--- START ---
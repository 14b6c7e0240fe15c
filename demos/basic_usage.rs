/// Basic usage example: feed accelerometer samples, get activity reports
use motion_sensing::{ControlCommand, MotionPipeline, PipelineConfig, RawSample};

fn main() {
    println!("=== Motion Sensing: Basic Example ===\n");

    // Default config: 10-sample smoothing, report every 3 samples
    let config = PipelineConfig::default();
    let mut pipeline = MotionPipeline::new(config);

    // Simulated stream: device at rest, a short walk, then a sprint
    let mut samples = Vec::new();
    // Rest (gravity only)
    for _ in 0..6 {
        samples.push([0.05, 0.1, 9.81]);
    }
    // Walking: alternating swing and heel strike
    for i in 0..12 {
        samples.push(if i % 2 == 0 { [0.8, 1.2, 10.8] } else { [1.5, 2.0, 12.6] });
    }
    // Running
    for i in 0..12 {
        samples.push(if i % 2 == 0 { [2.0, 3.0, 13.0] } else { [3.5, 4.0, 16.0] });
    }

    println!("Processing {} samples...\n", samples.len());

    let mut report_count = 0;
    for axes in samples {
        if let Some(report) = pipeline.ingest(&RawSample::from(axes)) {
            report_count += 1;
            println!(
                "[{report_count:>2}] steps={:<3} activity={:<10} magnitude={:.2}",
                report.step_count, report.activity_type, report.smoothed_magnitude
            );
        }
    }

    let ack = pipeline.apply(ControlCommand::Reset);
    println!("\nReset acknowledged, step count now {}", ack.step_count);

    println!("\n=== Summary ===");
    println!("Total samples: {}", pipeline.total_samples());
    println!("Reports emitted: {report_count}");
    println!("Final activity: {}", pipeline.activity());
}
//! Long-running and property-based checks for the motion pipeline.
//!
//! These exercise the guarantees that only show up over many samples or
//! arbitrary inputs: bounded state, monotone step counts, exact moving
//! averages and fixed report cadence.

use approx::assert_relative_eq;
use proptest::prelude::*;

use crate::classifier::DebouncePolicy;
use crate::pipeline::{MotionPipeline, PipelineConfig};
use crate::signal::DEFAULT_WINDOW_SIZE;
use crate::types::{ActivityType, RawSample};

fn axis() -> impl Strategy<Value = f64> {
    -40.0f64..40.0
}

fn sample() -> impl Strategy<Value = RawSample> {
    (axis(), axis(), axis()).prop_map(|(x, y, z)| RawSample::new(x, y, z))
}

fn policy() -> impl Strategy<Value = DebouncePolicy> {
    prop_oneof![Just(DebouncePolicy::Immediate), Just(DebouncePolicy::Gated)]
}

// ============================================================================
// CATEGORY 1: PROPERTIES OVER ARBITRARY STREAMS
// ============================================================================

proptest! {
    #[test]
    fn prop_step_count_is_monotone(samples in prop::collection::vec(sample(), 0..300), policy in policy()) {
        let mut pipeline = MotionPipeline::new(PipelineConfig::with_policy(policy));
        let mut previous = 0;
        for sample in &samples {
            pipeline.ingest(sample);
            prop_assert!(pipeline.step_count() >= previous);
            previous = pipeline.step_count();
        }
    }

    #[test]
    fn prop_report_count_is_floor_of_thirds(samples in prop::collection::vec(sample(), 0..300)) {
        let mut pipeline = MotionPipeline::default();
        let reports = pipeline.ingest_batch(&samples);
        prop_assert_eq!(reports.len(), samples.len() / 3);
        prop_assert_eq!(pipeline.pending_samples(), samples.len() % 3);
    }

    #[test]
    fn prop_smoothed_is_mean_of_recent_window(samples in prop::collection::vec(sample(), 1..100)) {
        let mut pipeline = MotionPipeline::default();
        let mut magnitudes = Vec::with_capacity(samples.len());

        for sample in &samples {
            pipeline.ingest(sample);
            magnitudes.push(sample.magnitude());

            let recent = &magnitudes[magnitudes.len().saturating_sub(DEFAULT_WINDOW_SIZE)..];
            let expected = recent.iter().sum::<f64>() / recent.len() as f64;
            prop_assert!((pipeline.smoothed() - expected).abs() < 1e-9);
        }
    }

    #[test]
    fn prop_steps_bounded_by_half_the_samples(samples in prop::collection::vec(sample(), 0..300)) {
        // every rising edge needs a sample at or below threshold before it,
        // except possibly the very first
        let mut pipeline = MotionPipeline::default();
        pipeline.ingest_batch(&samples);
        prop_assert!(pipeline.step_count() as usize <= samples.len().div_ceil(2));
    }

    #[test]
    fn prop_immediate_report_matches_band_of_smoothed(samples in prop::collection::vec(sample(), 3..120)) {
        let mut pipeline = MotionPipeline::default();
        let bands = pipeline.config().classifier.clone();
        for report in pipeline.ingest_batch(&samples) {
            prop_assert_eq!(report.activity_type, bands.band(report.smoothed_magnitude));
        }
    }
}

// ============================================================================
// CATEGORY 2: EXTREME DURATION
// ============================================================================

/// One hour at 50 Hz alternating between rest and walking every minute.
#[test]
fn stress_one_hour_continuous_50hz() {
    let mut pipeline = MotionPipeline::default();
    let total = 50 * 60 * 60;

    let mut reports = 0usize;
    let mut walking_reports = 0usize;
    for i in 0..total {
        let minute = i / 3000;
        let magnitude = if minute % 2 == 0 {
            9.81
        } else if i % 2 == 0 {
            11.0
        } else {
            13.0
        };
        if let Some(report) = pipeline.ingest(&RawSample::new(0.0, 0.0, magnitude)) {
            reports += 1;
            if report.activity_type == ActivityType::Walking {
                walking_reports += 1;
            }
        }
    }

    assert_eq!(reports, total / 3);
    // 30 walking minutes of 1500 strikes each
    assert_eq!(pipeline.step_count(), 30 * 1500);
    assert!(walking_reports > reports / 3);
    assert_eq!(pipeline.classifier().transition_count(), 59);
    assert_relative_eq!(pipeline.smoothed(), 12.0, epsilon = 1e-9);
}

/// Pathological input: non-finite magnitudes must not wedge the counters.
#[test]
fn stress_non_finite_samples_do_not_stall_batching() {
    let mut pipeline = MotionPipeline::default();
    let mut reports = Vec::new();

    for i in 0..30 {
        let sample = match i % 3 {
            0 => RawSample::new(f64::NAN, 0.0, 0.0),
            1 => RawSample::new(f64::INFINITY, 0.0, 0.0),
            _ => RawSample::new(0.0, 0.0, 9.81),
        };
        reports.extend(pipeline.ingest(&sample));
    }

    assert_eq!(reports.len(), 10);
    assert_eq!(pipeline.total_samples(), 30);
}

/// Very long walk must keep the smoothed value exact after millions of pushes.
#[test]
fn stress_smoothing_does_not_drift() {
    let mut pipeline = MotionPipeline::default();
    for i in 0..1_000_000u32 {
        let magnitude = if i % 2 == 0 { 11.0 } else { 13.0 };
        pipeline.ingest(&RawSample::new(0.0, 0.0, magnitude));
    }

    assert_relative_eq!(pipeline.smoothed(), 12.0, epsilon = 1e-9);
    assert_eq!(pipeline.step_count(), 500_000);
}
--- END ---
# WHAT YOU NEED TO DO
Once the records have been read, print them all again exactly.

# WORKED SOLUTION
repository 14b6c7e0240fe15c
filename demos/basic_usage.rs
/// Basic usage example: feed accelerometer samples, get activity reports
use motion_sensing::{ControlCommand, MotionPipeline, PipelineConfig, RawSample};

fn main() {
    println!("=== Motion Sensing: Basic Example ===\n");

    // Default config: 10-sample smoothing, report every 3 samples
    let config = PipelineConfig::default();
    let mut pipeline = MotionPipeline::new(config);

    // Simulated stream: device at rest, a short walk, then a sprint
    let mut samples = Vec::new();
    // Rest (gravity only)
    for _ in 0..6 {
        samples.push([0.05, 0.1, 9.81]);
    }
    // Walking: alternating swing and heel strike
    for i in 0..12 {
        samples.push(if i % 2 == 0 { [0.8, 1.2, 10.8] } else { [1.5, 2.0, 12.6] });
    }
    // Running
    for i in 0..12 {
        samples.push(if i % 2 == 0 { [2.0, 3.0, 13.0] } else { [3.5, 4.0, 16.0] });
    }

    println!("Processing {} samples...\n", samples.len());

    let mut report_count = 0;
    for axes in samples {
        if let Some(report) = pipeline.ingest(&RawSample::from(axes)) {
            report_count += 1;
            println!(
                "[{report_count:>2}] steps={:<3} activity={:<10} magnitude={:.2}",
                report.step_count, report.activity_type, report.smoothed_magnitude
            );
        }
    }

    let ack = pipeline.apply(ControlCommand::Reset);
    println!("\nReset acknowledged, step count now {}", ack.step_count);

    println!("\n=== Summary ===");
    println!("Total samples: {}", pipeline.total_samples());
    println!("Reports emitted: {report_count}");
    println!("Final activity: {}", pipeline.activity());
}
//! Long-running and property-based checks for the motion pipeline.
//!
//! These exercise the guarantees that only show up over many samples or
//! arbitrary inputs: bounded state, monotone step counts, exact moving
//! averages and fixed report cadence.

use approx::assert_relative_eq;
use proptest::prelude::*;

use crate::classifier::DebouncePolicy;
use crate::pipeline::{MotionPipeline, PipelineConfig};
use crate::signal::DEFAULT_WINDOW_SIZE;
use crate::types::{ActivityType, RawSample};

fn axis() -> impl Strategy<Value = f64> {
    -40.0f64..40.0
}

fn sample() -> impl Strategy<Value = RawSample> {
    (axis(), axis(), axis()).prop_map(|(x, y, z)| RawSample::new(x, y, z))
}

fn policy() -> impl Strategy<Value = DebouncePolicy> {
    prop_oneof![Just(DebouncePolicy::Immediate), Just(DebouncePolicy::Gated)]
}

// ============================================================================
// CATEGORY 1: PROPERTIES OVER ARBITRARY STREAMS
// ============================================================================

proptest! {
    #[test]
    fn prop_step_count_is_monotone(samples in prop::collection::vec(sample(), 0..300), policy in policy()) {
        let mut pipeline = MotionPipeline::new(PipelineConfig::with_policy(policy));
        let mut previous = 0;
        for sample in &samples {
            pipeline.ingest(sample);
            prop_assert!(pipeline.step_count() >= previous);
            previous = pipeline.step_count();
        }
    }

    #[test]
    fn prop_report_count_is_floor_of_thirds(samples in prop::collection::vec(sample(), 0..300)) {
        let mut pipeline = MotionPipeline::default();
        let reports = pipeline.ingest_batch(&samples);
        prop_assert_eq!(reports.len(), samples.len() / 3);
        prop_assert_eq!(pipeline.pending_samples(), samples.len() % 3);
    }

    #[test]
    fn prop_smoothed_is_mean_of_recent_window(samples in prop::collection::vec(sample(), 1..100)) {
        let mut pipeline = MotionPipeline::default();
        let mut magnitudes = Vec::with_capacity(samples.len());

        for sample in &samples {
            pipeline.ingest(sample);
            magnitudes.push(sample.magnitude());

            let recent = &magnitudes[magnitudes.len().saturating_sub(DEFAULT_WINDOW_SIZE)..];
            let expected = recent.iter().sum::<f64>() / recent.len() as f64;
            prop_assert!((pipeline.smoothed() - expected).abs() < 1e-9);
        }
    }

    #[test]
    fn prop_steps_bounded_by_half_the_samples(samples in prop::collection::vec(sample(), 0..300)) {
        // every rising edge needs a sample at or below threshold before it,
        // except possibly the very first
        let mut pipeline = MotionPipeline::default();
        pipeline.ingest_batch(&samples);
        prop_assert!(pipeline.step_count() as usize <= samples.len().div_ceil(2));
    }

    #[test]
    fn prop_immediate_report_matches_band_of_smoothed(samples in prop::collection::vec(sample(), 3..120)) {
        let mut pipeline = MotionPipeline::default();
        let bands = pipeline.config().classifier.clone();
        for report in pipeline.ingest_batch(&samples) {
            prop_assert_eq!(report.activity_type, bands.band(report.smoothed_magnitude));
        }
    }
}

// ============================================================================
// CATEGORY 2: EXTREME DURATION
// ============================================================================

/// One hour at 50 Hz alternating between rest and walking every minute.
#[test]
fn stress_one_hour_continuous_50hz() {
    let mut pipeline = MotionPipeline::default();
    let total = 50 * 60 * 60;

    let mut reports = 0usize;
    let mut walking_reports = 0usize;
    for i in 0..total {
        let minute = i / 3000;
        let magnitude = if minute % 2 == 0 {
            9.81
        } else if i % 2 == 0 {
            11.0
        } else {
            13.0
        };
        if let Some(report) = pipeline.ingest(&RawSample::new(0.0, 0.0, magnitude)) {
            reports += 1;
            if report.activity_type == ActivityType::Walking {
                walking_reports += 1;
            }
        }
    }

    assert_eq!(reports, total / 3);
    // 30 walking minutes of 1500 strikes each
    assert_eq!(pipeline.step_count(), 30 * 1500);
    assert!(walking_reports > reports / 3);
    assert_eq!(pipeline.classifier().transition_count(), 59);
    assert_relative_eq!(pipeline.smoothed(), 12.0, epsilon = 1e-9);
}

/// Pathological input: non-finite magnitudes must not wedge the counters.
#[test]
fn stress_non_finite_samples_do_not_stall_batching() {
    let mut pipeline = MotionPipeline::default();
    let mut reports = Vec::new();

    for i in 0..30 {
        let sample = match i % 3 {
            0 => RawSample::new(f64::NAN, 0.0, 0.0),
            1 => RawSample::new(f64::INFINITY, 0.0, 0.0),
            _ => RawSample::new(0.0, 0.0, 9.81),
        };
        reports.extend(pipeline.ingest(&sample));
    }

    assert_eq!(reports.len(), 10);
    assert_eq!(pipeline.total_samples(), 30);
}

/// Very long walk must keep the smoothed value exact after millions of pushes.
#[test]
fn stress_smoothing_does_not_drift() {
    let mut pipeline = MotionPipeline::default();
    for i in 0..1_000_000u32 {
        let magnitude = if i % 2 == 0 { 11.0 } else { 13.0 };
        pipeline.ingest(&RawSample::new(0.0, 0.0, magnitude));
    }

    assert_relative_eq!(pipeline.smoothed(), 12.0, epsilon = 1e-9);
    assert_eq!(pipeline.step_count(), 500_000);
}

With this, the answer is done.